(Exercise material Opens)

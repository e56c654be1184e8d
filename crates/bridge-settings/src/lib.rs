//! # bridge-settings
//!
//! Loading and validation of the `.reviewbridge.json` configuration file.
//!
//! The configuration is read once at startup and immutable thereafter. A
//! missing file yields [`BridgeConfig::default()`]; an unreadable or invalid
//! file fails the whole load with a [`SettingsError`] that surfaces to
//! callers as `CONFIG_ERROR`.

#![deny(unsafe_code)]

pub mod errors;
pub mod loader;
pub mod types;

pub use errors::SettingsError;
pub use loader::{load_config, load_config_from_dir, CONFIG_FILE_NAME};
pub use types::{
    BridgeConfig, CodeDefaults, PlanDefaults, PlanDepth, PrecommitDefaults, ReasoningEffort,
};
//! Tool registry and dispatch.
//!
//! Maps tool names to handlers, serves the per-tool input schemas for
//! `tools/list`, and wraps every outcome in the tool-call envelope. A
//! handler panic is caught at this boundary and surfaced as
//! `UNKNOWN_ERROR` instead of taking the server down.

use std::collections::HashMap;
use std::sync::Arc;

use async_trait::async_trait;
use bridge_core::BridgeError;
use serde_json::{json, Value};
use tracing::{error, warn};

use crate::context::RpcContext;
use crate::types::ToolResponse;

/// Static description of one tool.
pub struct ToolSpec {
    pub name: &'static str,
    pub description: &'static str,
    /// JSON Schema over the tool's argument object.
    pub input_schema: Value,
}

/// Trait implemented by every tool handler.
#[async_trait]
pub trait ToolHandler: Send + Sync {
    /// Name, description, and input schema.
    fn spec(&self) -> ToolSpec;

    /// Execute the tool. Errors are taxonomy values; the registry wraps
    /// them into the envelope.
    async fn call(&self, args: Value, ctx: &RpcContext) -> Result<Value, BridgeError>;
}

/// Registry mapping tool names to handlers.
pub struct ToolRegistry {
    order: Vec<&'static str>,
    handlers: HashMap<&'static str, Arc<dyn ToolHandler>>,
}

impl ToolRegistry {
    /// Create an empty registry.
    #[must_use]
    pub fn new() -> Self {
        Self {
            order: Vec::new(),
            handlers: HashMap::new(),
        }
    }

    /// Registry with the five review tools registered.
    #[must_use]
    pub fn with_default_tools() -> Self {
        use crate::handlers;
        let mut registry = Self::new();
        registry.register(handlers::plan::ReviewPlanHandler);
        registry.register(handlers::code::ReviewCodeHandler);
        registry.register(handlers::precommit::ReviewPrecommitHandler);
        registry.register(handlers::status::ReviewStatusHandler);
        registry.register(handlers::history::ReviewHistoryHandler);
        registry
    }

    /// Register a handler under its spec name.
    pub fn register(&mut self, handler: impl ToolHandler + 'static) {
        let name = handler.spec().name;
        if self.handlers.insert(name, Arc::new(handler)).is_none() {
            self.order.push(name);
        }
    }

    /// Tool descriptions for `tools/list`, in registration order.
    #[must_use]
    pub fn list(&self) -> Vec<Value> {
        self.order
            .iter()
            .filter_map(|name| self.handlers.get(name))
            .map(|handler| {
                let spec = handler.spec();
                json!({
                    "name": spec.name,
                    "description": spec.description,
                    "inputSchema": spec.input_schema,
                })
            })
            .collect()
    }

    /// Whether a tool is registered.
    #[must_use]
    pub fn has_tool(&self, name: &str) -> bool {
        self.handlers.contains_key(name)
    }

    /// Dispatch a tool call, producing the response envelope.
    pub async fn call(&self, name: &str, args: Value, ctx: Arc<RpcContext>) -> ToolResponse {
        let Some(handler) = self.handlers.get(name) else {
            warn!(tool = name, "unknown tool requested");
            return ToolResponse::error(&BridgeError::unknown(format!("unknown tool '{name}'")));
        };

        let handler = Arc::clone(handler);
        let task = tokio::spawn(async move { handler.call(args, &ctx).await });

        match task.await {
            Ok(Ok(value)) => ToolResponse::success(&value),
            Ok(Err(err)) => ToolResponse::error(&err),
            Err(join_err) => {
                error!(tool = name, %join_err, "tool handler panicked");
                ToolResponse::error(&BridgeError::unknown(format!(
                    "handler for '{name}' failed unexpectedly"
                )))
            }
        }
    }
}

impl Default for ToolRegistry {
    fn default() -> Self {
        Self::new()
    }
}

// ─────────────────────────────────────────────────────────────────────────────
// Tests
// ─────────────────────────────────────────────────────────────────────────────
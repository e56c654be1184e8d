//! File and stdin input for the CLI.
//!
//! A process-wide latch permits at most one stdin (`-`) read per
//! invocation: two arguments both claiming `-` would silently split one
//! piped document. Piped reads are bounded by an idle timeout that resets
//! on every chunk, so a stalled producer fails fast instead of hanging the
//! command.

use std::sync::atomic::{AtomicBool, Ordering};
use std::time::Duration;

use bridge_core::BridgeError;
use tokio::io::AsyncReadExt;

/// Idle timeout between stdin chunks.
const STDIN_IDLE_TIMEOUT: Duration = Duration::from_secs(5);

static STDIN_CONSUMED: AtomicBool = AtomicBool::new(false);

/// Release the stdin latch (between CLI runs in one process, i.e. tests).
pub fn reset_stdin_latch() {
    STDIN_CONSUMED.store(false, Ordering::SeqCst);
}

/// Read an input argument: a file path, or `-` for stdin.
pub async fn read_input(path_or_dash: &str) -> Result<String, BridgeError> {
    if path_or_dash == "-" {
        read_stdin().await
    } else {
        tokio::fs::read_to_string(path_or_dash)
            .await
            .map_err(|e| BridgeError::unknown(format!("cannot read '{path_or_dash}': {e}")))
    }
}

async fn read_stdin() -> Result<String, BridgeError> {
    if STDIN_CONSUMED.swap(true, Ordering::SeqCst) {
        return Err(BridgeError::unknown(
            "stdin was already consumed by another argument",
        ));
    }

    let mut stdin = tokio::io::stdin();
    let mut out = Vec::new();
    let mut buf = [0u8; 8192];
    loop {
        let read = tokio::time::timeout(STDIN_IDLE_TIMEOUT, stdin.read(&mut buf))
            .await
            .map_err(|_| BridgeError::unknown("timed out waiting for input on stdin"))?
            .map_err(|e| BridgeError::unknown(format!("stdin read failed: {e}")))?;
        if read == 0 {
            break;
        }
        out.extend_from_slice(&buf[..read]);
    }
    String::from_utf8(out).map_err(|_| BridgeError::unknown("stdin input is not valid UTF-8"))
}

// ─────────────────────────────────────────────────────────────────────────────
// Tests
// ─────────────────────────────────────────────────────────────────────────────
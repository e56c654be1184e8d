//! Multi-chunk result merging.
//!
//! Code review: worst verdict wins, summaries concatenate, findings dedup
//! by `(file, line, category)` keeping the highest severity. Findings
//! missing `file` or `line` are never deduplicated. Output order is deduped
//! findings in last-write insertion order, then null-keyed findings in
//! original order.
//!
//! Precommit: `ready_to_commit` is the AND over chunks; blockers and
//! warnings concatenate without dedup.

use bridge_core::types::{CodeFinding, CodeReviewResult, PrecommitResult};

use crate::schema::{CodeOutcome, PrecommitOutcome};

/// Merge per-chunk code outcomes into one result.
///
/// `session_id` is the id of the last chunk's thread.
#[must_use]
pub fn merge_code(outcomes: Vec<CodeOutcome>, session_id: String) -> CodeReviewResult {
    let chunks = outcomes.len();
    let verdict = outcomes
        .iter()
        .map(|o| o.verdict)
        .max()
        .expect("at least one chunk");
    let summary = outcomes
        .iter()
        .map(|o| o.summary.as_str())
        .collect::<Vec<_>>()
        .join(" ");

    let mut keyed: Vec<((String, u32, String), CodeFinding)> = Vec::new();
    let mut unkeyed: Vec<CodeFinding> = Vec::new();

    for finding in outcomes.into_iter().flat_map(|o| o.findings) {
        match finding.dedup_key() {
            None => unkeyed.push(finding),
            Some(key) => {
                let mut finding = finding;
                if let Some(pos) = keyed.iter().position(|(k, _)| *k == key) {
                    let (_, prior) = keyed.remove(pos);
                    finding.severity = finding.severity.max(prior.severity);
                }
                keyed.push((key, finding));
            }
        }
    }

    let findings = keyed
        .into_iter()
        .map(|(_, f)| f)
        .chain(unkeyed)
        .collect();

    CodeReviewResult {
        verdict,
        summary,
        findings,
        session_id,
        chunks_reviewed: Some(chunks),
    }
}

/// Merge per-chunk precommit outcomes into one result.
#[must_use]
pub fn merge_precommit(outcomes: Vec<PrecommitOutcome>, session_id: String) -> PrecommitResult {
    let chunks = outcomes.len();
    let mut ready = true;
    let mut blockers = Vec::new();
    let mut warnings = Vec::new();
    for outcome in outcomes {
        ready = ready && outcome.ready_to_commit;
        blockers.extend(outcome.blockers);
        warnings.extend(outcome.warnings);
    }
    PrecommitResult {
        ready_to_commit: ready,
        blockers,
        warnings,
        session_id,
        chunks_reviewed: Some(chunks),
    }
}

// ─────────────────────────────────────────────────────────────────────────────
// Tests
// ─────────────────────────────────────────────────────────────────────────────
//! Diff chunking.
//!
//! Splits a unified diff into size-bounded chunks, preferring file
//! boundaries (`diff --git ` lines) and falling back to hunk boundaries
//! (`@@ ` lines) for files that alone exceed the budget. A single hunk that
//! exceeds the budget is emitted whole — there is no finer split.
//!
//! When every file fits the budget, joining the chunks with `"\n"`
//! reproduces the input byte-for-byte. Hunk-level splits replicate the
//! file header (`diff --git` / `---` / `+++` lines) into each chunk so the
//! reviewer always sees which file a hunk belongs to.

use bridge_core::estimate_tokens;

const FILE_MARKER: &str = "diff --git ";
const HUNK_MARKER: &str = "@@ ";

/// Split `diff` into chunks of at most `max_tokens` estimated tokens.
///
/// - empty or whitespace-only input → no chunks
/// - `max_tokens == 0` → the whole diff as one chunk (budget disabled)
/// - binary/rename entries without hunk markers are never split
#[must_use]
pub fn chunk_diff(diff: &str, max_tokens: usize) -> Vec<String> {
    if diff.trim().is_empty() {
        return Vec::new();
    }
    if max_tokens == 0 {
        return vec![diff.to_owned()];
    }

    let mut pieces: Vec<String> = Vec::new();
    for section in split_at_marker(diff, FILE_MARKER) {
        if estimate_tokens(&section) <= max_tokens {
            pieces.push(section);
        } else {
            pieces.extend(split_file_section(&section, max_tokens));
        }
    }

    pack(pieces, max_tokens)
}

/// Split `text` into sections, each starting at a line with `marker`.
/// Content before the first marker (if any) forms a leading section.
/// Joining the sections with `"\n"` reproduces `text`.
fn split_at_marker(text: &str, marker: &str) -> Vec<String> {
    let mut sections: Vec<String> = Vec::new();
    let mut current: Vec<&str> = Vec::new();

    for line in text.split('\n') {
        if line.starts_with(marker) && !current.is_empty() {
            sections.push(current.join("\n"));
            current.clear();
        }
        current.push(line);
    }
    if !current.is_empty() {
        sections.push(current.join("\n"));
    }
    // A leading empty section can only appear for input starting with '\n';
    // keep it so the join identity holds.
    sections
}

/// Split one oversized file section at hunk boundaries.
///
/// The file header (everything before the first `@@ ` line) is replicated
/// into every produced chunk. Zero or one hunk → the section is emitted
/// whole, oversized.
fn split_file_section(section: &str, max_tokens: usize) -> Vec<String> {
    let lines: Vec<&str> = section.split('\n').collect();
    let first_hunk = lines.iter().position(|l| l.starts_with(HUNK_MARKER));

    let Some(first_hunk) = first_hunk else {
        return vec![section.to_owned()];
    };

    let header = lines[..first_hunk].join("\n");
    let hunks = split_at_marker(&lines[first_hunk..].join("\n"), HUNK_MARKER);
    if hunks.len() <= 1 {
        return vec![section.to_owned()];
    }

    let mut chunks: Vec<String> = Vec::new();
    let mut current = header.clone();
    let mut current_has_hunk = false;

    for hunk in hunks {
        let candidate = format!("{current}\n{hunk}");
        if current_has_hunk && estimate_tokens(&candidate) > max_tokens {
            chunks.push(current);
            current = format!("{header}\n{hunk}");
        } else {
            current = candidate;
        }
        current_has_hunk = true;
    }
    chunks.push(current);
    chunks
}

/// Greedily bin-pack pieces into output chunks, opening a new chunk when
/// appending the next piece would exceed the budget.
fn pack(pieces: Vec<String>, max_tokens: usize) -> Vec<String> {
    let mut chunks: Vec<String> = Vec::new();
    let mut current: Option<String> = None;

    for piece in pieces {
        current = Some(match current {
            None => piece,
            Some(open) => {
                let candidate = format!("{open}\n{piece}");
                if estimate_tokens(&candidate) > max_tokens {
                    chunks.push(open);
                    piece
                } else {
                    candidate
                }
            }
        });
    }
    if let Some(open) = current {
        chunks.push(open);
    }
    chunks
}

// ─────────────────────────────────────────────────────────────────────────────
// Tests
// ─────────────────────────────────────────────────────────────────────────────

#[cfg(test)]
mod tests {
    use super::*;

    fn file_diff(path: &str, hunks: &[&str]) -> String {
        let mut out = format!(
            "diff --git a/{path} b/{path}\n--- a/{path}\n+++ b/{path}"
        );
        for hunk in hunks {
            out.push('\n');
            out.push_str(hunk);
        }
        out
    }

    fn hunk(start: u32, body: &str) -> String {
        format!("@@ -{start},2 +{start},3 @@\n context\n-{body}\n+{body} v2")
    }

    #[test]
    fn empty_input_yields_no_chunks() {
        assert!(chunk_diff("", 100).is_empty());
        assert!(chunk_diff("   \n\t\n", 100).is_empty());
    }

    #[test]
    fn zero_budget_returns_whole_diff() {
        let diff = file_diff("a.rs", &[&hunk(1, "x")]);
        assert_eq!(chunk_diff(&diff, 0), vec![diff]);
    }

    #[test]
    fn small_diff_is_one_chunk() {
        let diff = file_diff("a.rs", &[&hunk(1, "x")]);
        let chunks = chunk_diff(&diff, 10_000);
        assert_eq!(chunks, vec![diff]);
    }

    #[test]
    fn join_identity_at_file_granularity() {
        let diff = format!(
            "{}\n{}\n{}",
            file_diff("a.rs", &[&hunk(1, "alpha"), &hunk(40, "beta")]),
            file_diff("b.rs", &[&hunk(3, "gamma")]),
            file_diff("c.rs", &[&hunk(9, "delta")]),
        );
        // budget below the total but above each single file
        let per_file = estimate_tokens(&file_diff("a.rs", &[&hunk(1, "alpha"), &hunk(40, "beta")]));
        let chunks = chunk_diff(&diff, per_file + 10);
        assert!(chunks.len() > 1);
        assert_eq!(chunks.join("\n"), diff);
    }

    #[test]
    fn every_chunk_starts_with_file_marker() {
        let diff = format!(
            "{}\n{}",
            file_diff("a.rs", &[&hunk(1, "alpha")]),
            file_diff("b.rs", &[&hunk(2, "beta")]),
        );
        for budget in [5, 20, 50, 500] {
            for chunk in chunk_diff(&diff, budget) {
                assert!(
                    chunk.starts_with("diff --git "),
                    "budget {budget}: chunk {chunk:?}"
                );
            }
        }
    }

    #[test]
    fn oversized_file_splits_at_hunks_with_header_replicated() {
        let h1 = hunk(1, &"a".repeat(200));
        let h2 = hunk(90, &"b".repeat(200));
        let diff = file_diff("big.rs", &[&h1, &h2]);
        // force the file over budget but each header+hunk under it
        let budget = estimate_tokens(&diff) - 10;
        let chunks = chunk_diff(&diff, budget);
        assert_eq!(chunks.len(), 2);
        for chunk in &chunks {
            assert!(chunk.starts_with("diff --git a/big.rs"));
            assert!(chunk.contains("+++ b/big.rs"));
        }
        assert!(chunks[0].contains(&"a".repeat(200)));
        assert!(chunks[1].contains(&"b".repeat(200)));
    }

    #[test]
    fn single_oversized_hunk_is_emitted_whole() {
        let big = hunk(1, &"x".repeat(4000));
        let diff = file_diff("big.rs", &[&big]);
        let chunks = chunk_diff(&diff, 50);
        assert_eq!(chunks.len(), 1);
        assert_eq!(chunks[0], diff);
    }

    #[test]
    fn binary_diff_without_hunks_is_never_split() {
        let diff = format!(
            "diff --git a/img.png b/img.png\n{}\nBinary files a/img.png and b/img.png differ",
            "index 111..222 100644"
        );
        let chunks = chunk_diff(&diff, 5);
        assert_eq!(chunks.len(), 1);
        assert_eq!(chunks[0], diff);
    }

    #[test]
    fn two_small_files_pack_into_one_chunk() {
        let a = file_diff("a.rs", &[&hunk(1, "x")]);
        let b = file_diff("b.rs", &[&hunk(2, "y")]);
        let diff = format!("{a}\n{b}");
        let chunks = chunk_diff(&diff, 10_000);
        assert_eq!(chunks.len(), 1);
        assert_eq!(chunks[0], diff);
    }

    #[test]
    fn preamble_before_first_header_is_preserved() {
        let body = file_diff("a.rs", &[&hunk(1, "x")]);
        let diff = format!("Some preamble text\n{body}");
        let chunks = chunk_diff(&diff, 10_000);
        assert_eq!(chunks.join("\n"), diff);
    }

    #[test]
    fn split_at_marker_round_trips() {
        let text = "pre\ndiff --git a\nbody\ndiff --git b\nmore";
        let sections = split_at_marker(text, FILE_MARKER);
        assert_eq!(sections.len(), 3);
        assert_eq!(sections.join("\n"), text);
    }
}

(Exercise material Closes)

Task description: Transcribe the records from their first line. Stop after the line with "that surfaces to", including it.

Answer for this exercise:
repository e56c654be1184e8d
filename crates/bridge-settings/src/lib.rs
//! # bridge-settings
//!
//! Loading and validation of the `.reviewbridge.json` configuration file.
//!
//! The configuration is read once at startup and immutable thereafter. A
//! missing file yields [`BridgeConfig::default()`]; an unreadable or invalid
//! file fails the whole load with a [`SettingsError`] that surfaces to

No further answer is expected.